• Goal of the exercise: Please output every entry below precisely as written.

(Stored items)
>>>>
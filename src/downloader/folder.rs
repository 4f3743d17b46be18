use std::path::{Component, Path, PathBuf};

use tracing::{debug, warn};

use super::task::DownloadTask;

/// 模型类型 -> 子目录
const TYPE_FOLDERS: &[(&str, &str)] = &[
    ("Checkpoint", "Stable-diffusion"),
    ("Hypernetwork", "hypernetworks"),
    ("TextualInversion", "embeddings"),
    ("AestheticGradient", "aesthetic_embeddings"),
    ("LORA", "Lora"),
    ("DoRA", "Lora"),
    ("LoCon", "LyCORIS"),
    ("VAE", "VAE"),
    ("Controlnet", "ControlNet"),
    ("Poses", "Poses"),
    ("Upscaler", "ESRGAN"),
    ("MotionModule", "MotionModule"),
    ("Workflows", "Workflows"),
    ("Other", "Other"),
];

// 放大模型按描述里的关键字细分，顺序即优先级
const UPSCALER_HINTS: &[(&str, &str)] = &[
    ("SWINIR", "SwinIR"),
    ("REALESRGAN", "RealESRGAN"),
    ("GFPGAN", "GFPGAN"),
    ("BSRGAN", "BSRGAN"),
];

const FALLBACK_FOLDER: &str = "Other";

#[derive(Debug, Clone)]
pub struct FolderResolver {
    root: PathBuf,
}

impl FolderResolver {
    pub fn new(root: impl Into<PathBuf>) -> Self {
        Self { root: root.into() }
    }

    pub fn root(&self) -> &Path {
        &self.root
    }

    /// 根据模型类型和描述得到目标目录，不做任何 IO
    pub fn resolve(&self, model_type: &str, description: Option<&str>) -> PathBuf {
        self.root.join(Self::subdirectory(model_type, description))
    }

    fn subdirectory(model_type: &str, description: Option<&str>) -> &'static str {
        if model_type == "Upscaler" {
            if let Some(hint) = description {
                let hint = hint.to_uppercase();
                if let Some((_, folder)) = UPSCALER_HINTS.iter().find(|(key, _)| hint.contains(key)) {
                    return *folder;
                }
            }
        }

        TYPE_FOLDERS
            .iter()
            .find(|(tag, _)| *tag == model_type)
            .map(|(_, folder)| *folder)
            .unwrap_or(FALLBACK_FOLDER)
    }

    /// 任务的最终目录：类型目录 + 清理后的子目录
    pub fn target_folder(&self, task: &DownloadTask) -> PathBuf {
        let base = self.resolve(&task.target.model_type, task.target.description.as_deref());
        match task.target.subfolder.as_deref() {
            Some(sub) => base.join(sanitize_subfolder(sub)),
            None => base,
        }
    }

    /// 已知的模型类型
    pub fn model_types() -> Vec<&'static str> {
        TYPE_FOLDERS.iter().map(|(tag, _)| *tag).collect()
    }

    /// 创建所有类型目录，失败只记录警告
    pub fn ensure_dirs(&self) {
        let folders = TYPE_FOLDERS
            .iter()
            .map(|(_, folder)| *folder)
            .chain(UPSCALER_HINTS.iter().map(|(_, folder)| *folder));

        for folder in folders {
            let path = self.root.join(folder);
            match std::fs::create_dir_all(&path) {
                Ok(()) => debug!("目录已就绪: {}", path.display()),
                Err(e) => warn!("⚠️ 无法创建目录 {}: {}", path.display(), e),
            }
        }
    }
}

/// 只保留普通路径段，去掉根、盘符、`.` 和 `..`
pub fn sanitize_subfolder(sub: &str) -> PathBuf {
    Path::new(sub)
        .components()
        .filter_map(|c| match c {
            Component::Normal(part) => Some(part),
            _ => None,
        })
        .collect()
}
<<<<
• Answer for this exercise:
filename src/downloader/folder.rs
repository 4f3743d17b46be18
use std::path::{Component, Path, PathBuf};

use tracing::{debug, warn};

use super::task::DownloadTask;

/// 模型类型 -> 子目录
const TYPE_FOLDERS: &[(&str, &str)] = &[
    ("Checkpoint", "Stable-diffusion"),
    ("Hypernetwork", "hypernetworks"),
    ("TextualInversion", "embeddings"),
    ("AestheticGradient", "aesthetic_embeddings"),
    ("LORA", "Lora"),
    ("DoRA", "Lora"),
    ("LoCon", "LyCORIS"),
    ("VAE", "VAE"),
    ("Controlnet", "ControlNet"),
    ("Poses", "Poses"),
    ("Upscaler", "ESRGAN"),
    ("MotionModule", "MotionModule"),
    ("Workflows", "Workflows"),
    ("Other", "Other"),
];

// 放大模型按描述里的关键字细分，顺序即优先级
const UPSCALER_HINTS: &[(&str, &str)] = &[
    ("SWINIR", "SwinIR"),
    ("REALESRGAN", "RealESRGAN"),
    ("GFPGAN", "GFPGAN"),
    ("BSRGAN", "BSRGAN"),
];

const FALLBACK_FOLDER: &str = "Other";

#[derive(Debug, Clone)]
pub struct FolderResolver {
    root: PathBuf,
}

impl FolderResolver {
    pub fn new(root: impl Into<PathBuf>) -> Self {
        Self { root: root.into() }
    }

    pub fn root(&self) -> &Path {
        &self.root
    }

    /// 根据模型类型和描述得到目标目录，不做任何 IO
    pub fn resolve(&self, model_type: &str, description: Option<&str>) -> PathBuf {
        self.root.join(Self::subdirectory(model_type, description))
    }

    fn subdirectory(model_type: &str, description: Option<&str>) -> &'static str {
        if model_type == "Upscaler" {
            if let Some(hint) = description {
                let hint = hint.to_uppercase();
                if let Some((_, folder)) = UPSCALER_HINTS.iter().find(|(key, _)| hint.contains(key)) {
                    return *folder;
                }
            }
        }

        TYPE_FOLDERS
            .iter()
            .find(|(tag, _)| *tag == model_type)
            .map(|(_, folder)| *folder)
            .unwrap_or(FALLBACK_FOLDER)
    }

    /// 任务的最终目录：类型目录 + 清理后的子目录
    pub fn target_folder(&self, task: &DownloadTask) -> PathBuf {
        let base = self.resolve(&task.target.model_type, task.target.description.as_deref());
        match task.target.subfolder.as_deref() {
            Some(sub) => base.join(sanitize_subfolder(sub)),
            None => base,
        }
    }

    /// 已知的模型类型
    pub fn model_types() -> Vec<&'static str> {
        TYPE_FOLDERS.iter().map(|(tag, _)| *tag).collect()
    }

    /// 创建所有类型目录，失败只记录警告
    pub fn ensure_dirs(&self) {
        let folders = TYPE_FOLDERS
            .iter()
            .map(|(_, folder)| *folder)
            .chain(UPSCALER_HINTS.iter().map(|(_, folder)| *folder));

        for folder in folders {
            let path = self.root.join(folder);
            match std::fs::create_dir_all(&path) {
                Ok(()) => debug!("目录已就绪: {}", path.display()),
                Err(e) => warn!("⚠️ 无法创建目录 {}: {}", path.display(), e),
            }
        }
    }
}

/// 只保留普通路径段，去掉根、盘符、`.` 和 `..`
pub fn sanitize_subfolder(sub: &str) -> PathBuf {
    Path::new(sub)
        .components()
        .filter_map(|c| match c {
            Component::Normal(part) => Some(part),
            _ => None,
        })
        .collect()
}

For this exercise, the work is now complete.